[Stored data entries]
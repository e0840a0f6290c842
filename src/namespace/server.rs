use std::collections::BTreeSet;
use std::sync::Arc;

use anyhow::bail;
use async_trait::async_trait;
use rustc_hash::FxHashMap;
use tokio::sync::Mutex;
use tracing::{debug, info};

use crate::connection::reader::ConnectionReader;
use crate::contact::Contact;
use crate::context::NetworkContext;
use crate::payload::bottle::Bottle;
use crate::payload::{PortReader, PortWriter};
use crate::port::config::PortConfig;
use crate::port::incoming::ReadHandler;
use crate::port::Port;


/// marks the end of every name server response
pub const END_OF_MESSAGE: &str = "*** end of message";

/// stands for 'anything' / 'let the server choose' in registrations
const ANY: &str = "...";

pub const DEFAULT_BASE_PORT: u16 = 10000;

struct Record {
    contact: Contact,
}

/// The central registry: port names to addresses, with port numbers allocated per host from a
///  base port upward.
///
/// Requests are text commands, one per message (a bottle whose elements are the command's
///  words):
///
/// * `register <name> [<carrier> [<host> [<port>]]]` with `...` for values the server should
///   choose
/// * `unregister <name>`
/// * `query <name>`
/// * `list`
///
/// Responses are `registration name <name> ip <host> port <port> type <carrier>` lines,
///  terminated by [END_OF_MESSAGE].
pub struct NameServer {
    base_port: u16,
    records: FxHashMap<String, Record>,
    ports_in_use: FxHashMap<String, BTreeSet<u16>>,
    tmp_counter: u64,
}

impl NameServer {
    pub fn new(base_port: u16) -> NameServer {
        NameServer {
            base_port,
            records: Default::default(),
            ports_in_use: Default::default(),
            tmp_counter: 0,
        }
    }

    fn allocate_port(&mut self, host: &str) -> u16 {
        // the server's own port is base_port, allocation starts right after it
        let in_use = self.ports_in_use.entry(host.to_string()).or_default();
        let mut candidate = self.base_port.saturating_add(2);
        while in_use.contains(&candidate) {
            candidate = candidate.saturating_add(1);
        }
        in_use.insert(candidate);
        candidate
    }

    fn release_port(&mut self, host: &str, port: u16) {
        if let Some(in_use) = self.ports_in_use.get_mut(host) {
            in_use.remove(&port);
        }
    }

    /// Registers a name, filling in the carrier, host and port if they are not given. A previous
    ///  registration of the same name is replaced.
    pub fn register(&mut self, name: &str, carrier: Option<&str>, host: Option<&str>, port: Option<u16>) -> Contact {
        let name = if name == ANY {
            self.tmp_counter += 1;
            format!("/tmp/port/{}", self.tmp_counter)
        }
        else {
            self.unregister(name);
            name.to_string()
        };

        let carrier = carrier.filter(|c| *c != ANY).unwrap_or("tcp");
        let host = host.filter(|h| *h != ANY).unwrap_or("127.0.0.1");
        let port = match port.filter(|p| *p != 0) {
            Some(port) => {
                self.ports_in_use.entry(host.to_string()).or_default().insert(port);
                port
            }
            None => self.allocate_port(host),
        };

        let contact = Contact::new(&name, carrier, host, port);
        debug!("registering {}", contact);
        self.records.insert(name, Record { contact: contact.clone() });
        contact
    }

    pub fn unregister(&mut self, name: &str) -> Option<Contact> {
        let record = self.records.remove(name)?;
        if let Some(port) = record.contact.port() {
            let host = record.contact.host();
            let shared = self.records.values()
                .any(|r| r.contact.host() == host && r.contact.port() == Some(port));
            if !shared {
                self.release_port(host, port);
            }
        }
        debug!("unregistered {}", record.contact);
        Some(record.contact)
    }

    pub fn query(&self, name: &str) -> Option<Contact> {
        self.records.get(name).map(|r| r.contact.clone())
    }

    /// all registrations, ordered by name
    pub fn list(&self) -> Vec<Contact> {
        let mut result: Vec<Contact> = self.records.values().map(|r| r.contact.clone()).collect();
        result.sort_by(|a, b| a.name().cmp(b.name()));
        result
    }

    /// executes a text command, returning the response
    pub fn apply(&mut self, command: &[String]) -> String {
        let words: Vec<&str> = command.iter()
            .map(|s| s.as_str())
            .skip_while(|s| *s == "NAME_SERVER")
            .collect();

        let response = match words.as_slice() {
            ["register", name, rest @ ..] => {
                let port = match rest.get(2) {
                    Some(&ANY) | None => None,
                    Some(p) => match p.parse::<u16>() {
                        Ok(p) => Some(p),
                        Err(_) => return terminate(&format!("invalid port number {}\n", p)),
                    },
                };
                let contact = self.register(name, rest.first().copied(), rest.get(1).copied(), port);
                textify(Some(&contact))
            }
            ["unregister", name, ..] => textify(self.unregister(name).as_ref()),
            ["query", name, ..] => textify(self.query(name).as_ref()),
            ["list", ..] => self.list().iter()
                .map(|c| textify(Some(c)))
                .collect(),
            [] => "need a command\n".to_string(),
            other => format!("unknown command {}\n", other.join(" ")),
        };
        terminate(&response)
    }
}

fn terminate(response: &str) -> String {
    format!("{}{}", response, END_OF_MESSAGE)
}

/// the response line for a registration, empty for an unknown name
pub fn textify(contact: Option<&Contact>) -> String {
    match contact {
        Some(contact) => match contact.port() {
            Some(port) => format!("registration name {} ip {} port {} type {}\n", contact.name(), contact.host(), port, contact.carrier()),
            None => format!("registration name {} ip none port none type {}\n", contact.name(), contact.carrier()),
        },
        None => String::new(),
    }
}

/// Parses the first registration line of a name server response, `None` if the response has
///  none.
pub fn parse_registration(response: &str) -> Option<Contact> {
    let line = response.lines().find(|l| l.starts_with("registration "))?;
    let words: Vec<&str> = line.split_whitespace().collect();

    let value_of = |key: &str| words.iter()
        .position(|w| *w == key)
        .and_then(|idx| words.get(idx + 1))
        .copied();

    let name = value_of("name")?;
    let carrier = value_of("type").unwrap_or("tcp");
    match (value_of("ip"), value_of("port").and_then(|p| p.parse::<u16>().ok())) {
        (Some(host), Some(port)) if host != "none" => Some(Contact::new(name, carrier, host, port)),
        _ => Some(Contact::by_name(name).with_carrier(carrier)),
    }
}

/// serves a [NameServer] on a port
pub struct NameServerHandler {
    server: Mutex<NameServer>,
}

impl NameServerHandler {
    pub fn new(server: NameServer) -> NameServerHandler {
        NameServerHandler {
            server: Mutex::new(server),
        }
    }
}

#[async_trait]
impl ReadHandler for NameServerHandler {
    async fn on_read(&self, reader: &mut ConnectionReader) -> anyhow::Result<bool> {
        let mut request = Bottle::new();
        request.read(reader)?;
        let words: Vec<String> = request.iter()
            .map(|v| v.as_text().unwrap_or_else(|| v.to_string()))
            .collect();
        debug!("name server request {:?}", words);

        let response = self.server.lock().await.apply(&words);
        if let Some(writer) = reader.reply_writer() {
            let mut reply = Bottle::new();
            reply.add_string(&response);
            reply.write(writer)?;
        }
        Ok(true)
    }
}

/// Starts a name server listening at `address`, whose name is registered in its own table.
///  Port numbers are allocated upward from the server's own port.
pub async fn serve(context: Arc<NetworkContext>, address: &Contact) -> anyhow::Result<Port> {
    let config = PortConfig {
        control_registration: false,
        ..PortConfig::new()
    };
    let port = Port::new(context, config);
    port.listen(address).await?;

    let actual = match port.address() {
        Some(actual) => actual,
        None => bail!("name server port has no address"),
    };
    let base_port = actual.port().unwrap_or(DEFAULT_BASE_PORT);
    let mut server = NameServer::new(base_port);
    server.register(actual.name(), Some(actual.carrier()), Some(actual.host()), Some(base_port));

    port.set_read_handler(Arc::new(NameServerHandler::new(server)));
    port.start().await?;
    info!("name server listening at {}", actual);
    Ok(port)
}

#[cfg(test)]
mod tests {
    use rstest::rstest;
    use super::*;

    fn words(s: &str) -> Vec<String> {
        s.split_whitespace().map(|w| w.to_string()).collect()
    }

    #[test]
    fn test_register_allocates_ports_per_host() {
        let mut server = NameServer::new(10000);
        let a = server.register("/a", None, Some("10.0.0.1"), None);
        let b = server.register("/b", None, Some("10.0.0.1"), None);
        let c = server.register("/c", None, Some("10.0.0.2"), None);

        assert_eq!(a, Contact::new("/a", "tcp", "10.0.0.1", 10002));
        assert_eq!(b.port(), Some(10003));
        assert_eq!(c.port(), Some(10002));

        // released ports are reused
        server.unregister("/a");
        assert_eq!(server.register("/d", None, Some("10.0.0.1"), None).port(), Some(10002));
    }

    #[test]
    fn test_reregister_replaces() {
        let mut server = NameServer::new(10000);
        server.register("/a", Some("text"), Some("10.0.0.1"), Some(12345));
        server.register("/a", None, Some("10.0.0.2"), Some(12346));

        assert_eq!(server.list(), vec![Contact::new("/a", "tcp", "10.0.0.2", 12346)]);
    }

    #[test]
    fn test_explicit_port_is_not_allocated_twice() {
        let mut server = NameServer::new(10000);
        server.register("/fixed", None, Some("h"), Some(10002));
        assert_eq!(server.register("/x", None, Some("h"), None).port(), Some(10003));
    }

    #[test]
    fn test_explicit_port_is_released_on_unregister() {
        let mut server = NameServer::new(10000);
        server.register("/fixed", None, Some("h"), Some(10002));
        server.register("/twin", None, Some("h"), Some(10002));

        // still held by /twin
        server.unregister("/fixed");
        assert_eq!(server.register("/x", None, Some("h"), None).port(), Some(10003));

        server.unregister("/twin");
        assert_eq!(server.register("/y", None, Some("h"), None).port(), Some(10002));
    }

    #[test]
    fn test_anonymous_names() {
        let mut server = NameServer::new(10000);
        let a = server.register("...", None, None, None);
        let b = server.register("...", None, None, None);
        assert!(a.name().starts_with("/tmp/port/"));
        assert_ne!(a.name(), b.name());
    }

    #[rstest]
    #[case::register("register /a tcp 10.0.0.1 12000", "registration name /a ip 10.0.0.1 port 12000 type tcp\n*** end of message")]
    #[case::register_any("register /a ... 10.0.0.1 ...", "registration name /a ip 10.0.0.1 port 10002 type tcp\n*** end of message")]
    #[case::prefixed("NAME_SERVER query /root", "registration name /root ip 127.0.0.1 port 10000 type tcp\n*** end of message")]
    #[case::query_unknown("query /nope", "*** end of message")]
    #[case::unknown("frobnicate", "unknown command frobnicate\n*** end of message")]
    #[case::bad_port("register /a tcp h x", "invalid port number x\n*** end of message")]
    fn test_apply(#[case] command: &str, #[case] expected: &str) {
        let mut server = NameServer::new(10000);
        server.register("/root", None, None, Some(10000));
        assert_eq!(server.apply(&words(command)), expected);
    }

    #[test]
    fn test_list_is_sorted() {
        let mut server = NameServer::new(10000);
        server.register("/b", None, None, Some(2));
        server.register("/a", None, None, Some(1));
        assert_eq!(
            server.apply(&words("list")),
            "registration name /a ip 127.0.0.1 port 1 type tcp\nregistration name /b ip 127.0.0.1 port 2 type tcp\n*** end of message",
        );
    }

    #[rstest]
    #[case::full("registration name /a ip 10.0.0.1 port 10002 type tcp\n*** end of message", Some(Contact::new("/a", "tcp", "10.0.0.1", 10002)))]
    #[case::crlf("registration name /a ip h port 1 type text\r\n*** end of message", Some(Contact::new("/a", "text", "h", 1)))]
    #[case::no_address("registration name /a ip none port none type tcp\n*** end of message", Some(Contact::by_name("/a").with_carrier("tcp")))]
    #[case::unknown("*** end of message", None)]
    fn test_parse_registration(#[case] response: &str, #[case] expected: Option<Contact>) {
        assert_eq!(parse_registration(response), expected);
    }
}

- [EXERCISE GOAL] Among the lines of the data, find every one that holds "first" and copy it.

- [WRITTEN ANSWER]
                let contact = self.register(name, rest.first().copied(), rest.get(1).copied(), port);
/// Parses the first registration line of a name server response, `None` if the response has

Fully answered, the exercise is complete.